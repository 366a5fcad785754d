//! Extraction of candidate records from raw pages
//!
//! Rules are keyed by (source, target kind) and versioned. When a source
//! changes its layout a new rule version is registered next to the old one;
//! the registry tries versions newest first, so pages captured under either
//! layout keep extracting. A page that no version understands surfaces as
//! `SchemaMismatch` rather than as partial data.

mod vlr;

pub use vlr::*;

use crate::error::ExtractError;
use crate::fetch::WaitPolicy;
use crate::models::{CandidateRecord, RawPage, TargetKind};
use scraper::{ElementRef, Selector};
use std::collections::HashMap;
use std::sync::Arc;
use tracing::debug;

/// A versioned extraction rule for one page kind of one source
pub trait ExtractionRule: Send + Sync {
    fn source(&self) -> &str;

    fn kind(&self) -> TargetKind;

    fn version(&self) -> u32;

    /// Structural anchor the fetcher should wait for
    fn wait_selector(&self) -> Option<&'static str> {
        None
    }

    /// Parse the page; pure function of its content
    fn extract(&self, page: &RawPage) -> Result<Vec<CandidateRecord>, ExtractError>;

    fn label(&self) -> String {
        format!("{}/{}@{}", self.source(), self.kind(), self.version())
    }
}

/// Outcome of a successful extraction
#[derive(Debug, Clone)]
pub struct Extraction {
    pub rule: String,
    pub records: Vec<CandidateRecord>,
}

/// Rule sets by (source, kind), newest version first
#[derive(Clone, Default)]
pub struct RuleRegistry {
    rules: HashMap<(String, TargetKind), Vec<Arc<dyn ExtractionRule>>>,
}

impl RuleRegistry {
    pub fn new() -> Self {
        Self::default()
    }

    /// Registry with every built-in rule set
    pub fn with_builtin_rules() -> Self {
        let mut registry = Self::new();
        register_vlr_rules(&mut registry);
        registry
    }

    pub fn register(&mut self, rule: Arc<dyn ExtractionRule>) {
        let versions = self
            .rules
            .entry((rule.source().to_string(), rule.kind()))
            .or_default();
        versions.push(rule);
        versions.sort_by_key(|r| std::cmp::Reverse(r.version()));
    }

    pub fn rules_for(&self, source: &str, kind: TargetKind) -> &[Arc<dyn ExtractionRule>] {
        self.rules
            .get(&(source.to_string(), kind))
            .map(Vec::as_slice)
            .unwrap_or(&[])
    }

    pub fn supports(&self, source: &str, kind: TargetKind) -> bool {
        !self.rules_for(source, kind).is_empty()
    }

    /// Wait policy of the newest rule for a target
    pub fn wait_policy(&self, source: &str, kind: TargetKind) -> WaitPolicy {
        self.rules_for(source, kind)
            .first()
            .and_then(|r| r.wait_selector())
            .map(WaitPolicy::for_selector)
            .unwrap_or_default()
    }

    /// Extract with the newest rule version that understands the page
    pub fn extract(&self, page: &RawPage, kind: TargetKind) -> Result<Extraction, ExtractError> {
        let rules = self.rules_for(&page.source, kind);
        if rules.is_empty() {
            return Err(ExtractError::NoRule {
                source_id: page.source.clone(),
                kind: kind.to_string(),
            });
        }

        let mut first_mismatch = None;
        for rule in rules {
            match rule.extract(page) {
                Ok(records) => {
                    debug!(
                        "{} extracted {} records from {}",
                        rule.label(),
                        records.len(),
                        page.url
                    );
                    return Ok(Extraction {
                        rule: rule.label(),
                        records,
                    });
                }
                Err(e @ ExtractError::SchemaMismatch { .. }) => {
                    debug!("{} did not match {}: {}", rule.label(), page.url, e);
                    first_mismatch.get_or_insert(e);
                }
                Err(e) => return Err(e),
            }
        }

        Err(first_mismatch.unwrap_or_else(|| ExtractError::NoRule {
            source_id: page.source.clone(),
            kind: kind.to_string(),
        }))
    }
}

// ===== HTML helpers shared by rule sets =====

pub(crate) fn selector(css: &str) -> Result<Selector, ExtractError> {
    Selector::parse(css).map_err(|e| ExtractError::Selector(format!("{}: {}", css, e)))
}

/// Trimmed text of the first match, empty if none
pub(crate) fn select_text(element: &ElementRef, sel: &Selector) -> String {
    element
        .select(sel)
        .next()
        .map(|e| first_text(&e))
        .unwrap_or_default()
}

/// First non-blank text node, trimmed
pub(crate) fn first_text(element: &ElementRef) -> String {
    element
        .text()
        .map(str::trim)
        .find(|t| !t.is_empty())
        .unwrap_or_default()
        .to_string()
}

/// All text collapsed to single spaces
pub(crate) fn full_text(element: &ElementRef) -> String {
    element.text().collect::<Vec<_>>().join(" ").split_whitespace().collect::<Vec<_>>().join(" ")
}

pub(crate) fn non_empty(s: String) -> Option<String> {
    if s.is_empty() {
        None
    } else {
        Some(s)
    }
}

/// Make protocol-relative image URLs absolute
pub(crate) fn normalize_img_url(src: &str) -> String {
    if let Some(rest) = src.strip_prefix("//") {
        format!("https://{}", rest)
    } else {
        src.to_string()
    }
}

/// Numeric id following `prefix` in a path, e.g. `/team/2/sentinels` -> `2`
pub(crate) fn id_after(href: &str, prefix: &str) -> Option<String> {
    let path = href
        .split("://")
        .nth(1)
        .and_then(|rest| rest.find('/').map(|i| &rest[i..]))
        .unwrap_or(href);
    let rest = path.strip_prefix(prefix)?;
    let id: String = rest.chars().take_while(|c| c.is_ascii_digit()).collect();
    if id.is_empty() {
        None
    } else {
        Some(id)
    }
}

pub(crate) fn parse_int(text: &str) -> Option<i64> {
    let t = text.trim().trim_start_matches('+');
    t.parse::<i64>().ok()
}

pub(crate) fn parse_float(text: &str) -> Option<f64> {
    let t = text.trim().trim_end_matches('%').trim();
    t.parse::<f64>().ok()
}

#[cfg(test)]
mod tests {
    use super::*;
    use crate::models::{EntityKind, Provenance};
    use chrono::Utc;

    struct FixedRule {
        version: u32,
        fail: bool,
    }

    impl ExtractionRule for FixedRule {
        fn source(&self) -> &str {
            "test"
        }
        fn kind(&self) -> TargetKind {
            TargetKind::Team
        }
        fn version(&self) -> u32 {
            self.version
        }
        fn extract(&self, page: &RawPage) -> Result<Vec<CandidateRecord>, ExtractError> {
            if self.fail {
                return Err(ExtractError::SchemaMismatch {
                    rule: self.label(),
                    anchor: "div.new-layout".to_string(),
                });
            }
            let prov = Provenance {
                source: page.source.clone(),
                fetched_at: page.fetched_at,
                snapshot_id: None,
            };
            Ok(vec![CandidateRecord::new(
                EntityKind::Team,
                format!("v{}", self.version),
                prov,
            )])
        }
    }

    fn page() -> RawPage {
        RawPage {
            source: "test".to_string(),
            url: "https://example.com/team/1".to_string(),
            html: String::new(),
            fetched_at: Utc::now(),
            snapshot_id: None,
        }
    }

    #[test]
    fn test_newest_matching_version_wins() {
        let mut registry = RuleRegistry::new();
        registry.register(Arc::new(FixedRule { version: 1, fail: false }));
        registry.register(Arc::new(FixedRule { version: 2, fail: true }));

        let extraction = registry.extract(&page(), TargetKind::Team).unwrap();
        assert_eq!(extraction.rule, "test/team@1");
        assert_eq!(extraction.records[0].external_ref, "v1");

        registry.register(Arc::new(FixedRule { version: 3, fail: false }));
        let extraction = registry.extract(&page(), TargetKind::Team).unwrap();
        assert_eq!(extraction.rule, "test/team@3");
    }

    #[test]
    fn test_all_versions_mismatch() {
        let mut registry = RuleRegistry::new();
        registry.register(Arc::new(FixedRule { version: 1, fail: true }));
        let err = registry.extract(&page(), TargetKind::Team).unwrap_err();
        assert!(matches!(err, ExtractError::SchemaMismatch { .. }));

        let err = registry.extract(&page(), TargetKind::Player).unwrap_err();
        assert!(matches!(err, ExtractError::NoRule { .. }));
    }

    #[test]
    fn test_path_helpers() {
        assert_eq!(id_after("/team/2/sentinels", "/team/"), Some("2".to_string()));
        assert_eq!(
            id_after("https://www.vlr.gg/player/9/tenz", "/player/"),
            Some("9".to_string())
        );
        assert_eq!(id_after("https://www.vlr.gg/595657/a-vs-b", "/"), Some("595657".to_string()));
        assert_eq!(id_after("/event/1", "/team/"), None);
        assert_eq!(parse_int("+5"), Some(5));
        assert_eq!(parse_float("74%"), Some(74.0));
        assert_eq!(normalize_img_url("//owcdn.net/x.png"), "https://owcdn.net/x.png");
    }
}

### What to work on
Return each line of the preceding material in which "Option" can be found.

### Solution to this task
    fn wait_selector(&self) -> Option<&'static str> {
pub(crate) fn non_empty(s: String) -> Option<String> {
pub(crate) fn id_after(href: &str, prefix: &str) -> Option<String> {
pub(crate) fn parse_int(text: &str) -> Option<i64> {
pub(crate) fn parse_float(text: &str) -> Option<f64> {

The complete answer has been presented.